Features of Severe Periodontal Disease in a Teenager With Chédiak‐Higashi Syndrome

Background: Chédiak‐Higashi syndrome (C‐HS) is a rare congenital disease characterized by defective neutrophil function with abnormal lysosomal inclusions, neutropenia, and reduced chemotaxis. The complete syndrome includes oculocutaneous albinism with photophobia, neurologic features, recurrent infections, and enterocolitis. Methods: A 14‐year‐old male C‐HS patient was referred to us because of serious periodontal destruction with acute inflamed gingiva and ulcers. Clinical and biological investigations were performed, leading to the diagnosis of C‐HS. Results: Laboratory findings included neutropenia and hypergammaglobulinemia. Peripheral blood smears showed giant granules in neutrophils, eosinophils, and granulocytes. Bone marrow smears showed giant inclusions in leukocyte precursor cells. These granules and inclusions were characteristic of Chédiak‐Higashi syndrome. Oral radiographic status showed extensive loss of alveolar bone leading, in most cases, to tooth exfoliation. Bacteria often associated with periodontitis were detected in subgingival plaque samples, including Fusobacterium nucleatum, Campylobacter rectus, Prevotella melaninogenica, Peptostreptococcus anaerobius, and Clostridium sp. Biopsies of periodontal tissues for light and electronic microscopic examinations revealed massive bacterial invasion of the epithelial tissue, epithelial cells, and connective tissue. Ultrastructural observations of periodontal polymorphonuclear leukocytes showed defective granulation, with abnormal granules not discharging their lysosomal content against engulfed bacteria.

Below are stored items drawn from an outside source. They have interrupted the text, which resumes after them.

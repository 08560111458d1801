//! Text extraction from DOM elements.

use std::sync::LazyLock;

use regex::Regex;
use scraper::{ElementRef, Selector};

/// Elements that end a paragraph in the formatted-text walk.
const BLOCK_ELEMENTS: &[&str] = &[
    "p", "div", "li", "h1", "h2", "h3", "h4", "h5", "h6", "blockquote",
];

/// Elements whose text is never part of a message.
const SKIPPED_ELEMENTS: &[&str] = &["script", "style", "noscript", "template"];

static EXCESS_BREAKS: LazyLock<Regex> =
    LazyLock::new(|| Regex::new(r"\n{3,}").expect("valid regex"));

static INLINE_WHITESPACE: LazyLock<Regex> =
    LazyLock::new(|| Regex::new(r"\s+").expect("valid regex"));

/// Trim every line, compress 3+ line breaks to one blank line, trim the result.
pub fn normalize(text: &str) -> String {
    let trimmed_lines = text.lines().map(str::trim).collect::<Vec<_>>().join("\n");
    EXCESS_BREAKS
        .replace_all(&trimmed_lines, "\n\n")
        .trim()
        .to_string()
}

/// Collapse every whitespace run (including newlines) to one space.
pub fn collapse_whitespace(text: &str) -> String {
    INLINE_WHITESPACE.replace_all(text, " ").trim().to_string()
}

/// Raw concatenated text of the element, normalized.
pub fn raw_text(element: ElementRef<'_>) -> String {
    normalize(&element.text().collect::<String>())
}

/// Depth-first walk over descendant text nodes, inserting a paragraph break
/// after block-level elements and `<br>`.
pub fn formatted_text(element: ElementRef<'_>) -> String {
    let mut out = String::new();
    walk(element, &mut out);
    normalize(&out)
}

fn walk(element: ElementRef<'_>, out: &mut String) {
    let name = element.value().name();
    if SKIPPED_ELEMENTS.contains(&name) {
        return;
    }

    for child in element.children() {
        if let Some(text) = child.value().as_text() {
            let collapsed = INLINE_WHITESPACE.replace_all(text, " ");
            // Drop whitespace-only runs at the start of a paragraph.
            if out.is_empty() || out.ends_with('\n') {
                out.push_str(collapsed.trim_start());
            } else {
                out.push_str(&collapsed);
            }
        } else if let Some(child_element) = ElementRef::wrap(child) {
            walk(child_element, out);
        }
    }

    if name == "br" || BLOCK_ELEMENTS.contains(&name) {
        out.push_str("\n\n");
    }
}

/// Ordered text extraction: content selectors, then the formatted walk, then raw text.
#[derive(Debug, Clone)]
pub struct TextExtractor {
    content_selectors: Vec<Selector>,
}

impl TextExtractor {
    pub fn new(content_selectors: Vec<Selector>) -> Self {
        Self { content_selectors }
    }

    /// Extractor that reads the whole element with the formatted walk.
    pub fn formatted() -> Self {
        Self::new(Vec::new())
    }

    /// Returns `None` when the element normalizes to empty content.
    pub fn extract(&self, element: ElementRef<'_>) -> Option<String> {
        for selector in &self.content_selectors {
            if let Some(content) = element.select(selector).next() {
                let text = formatted_text(content);
                if !text.is_empty() {
                    return Some(text);
                }
            }
        }

        let text = formatted_text(element);
        if !text.is_empty() {
            return Some(text);
        }

        let text = raw_text(element);
        (!text.is_empty()).then_some(text)
    }
}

Viable dividing bacteria were found in the cytoplasm. Conclusions: In this case, early‐onset periodontitis seems to be the expression of C‐HS granulocyte deficiency. Periodontal treatment of these patients is often unsuccessful. This case report illustrates the importance of the dentist in initiating clinical and biological investigations in such early aggressive periodontitis in young patients. J Periodontol 2000;71:816‐824.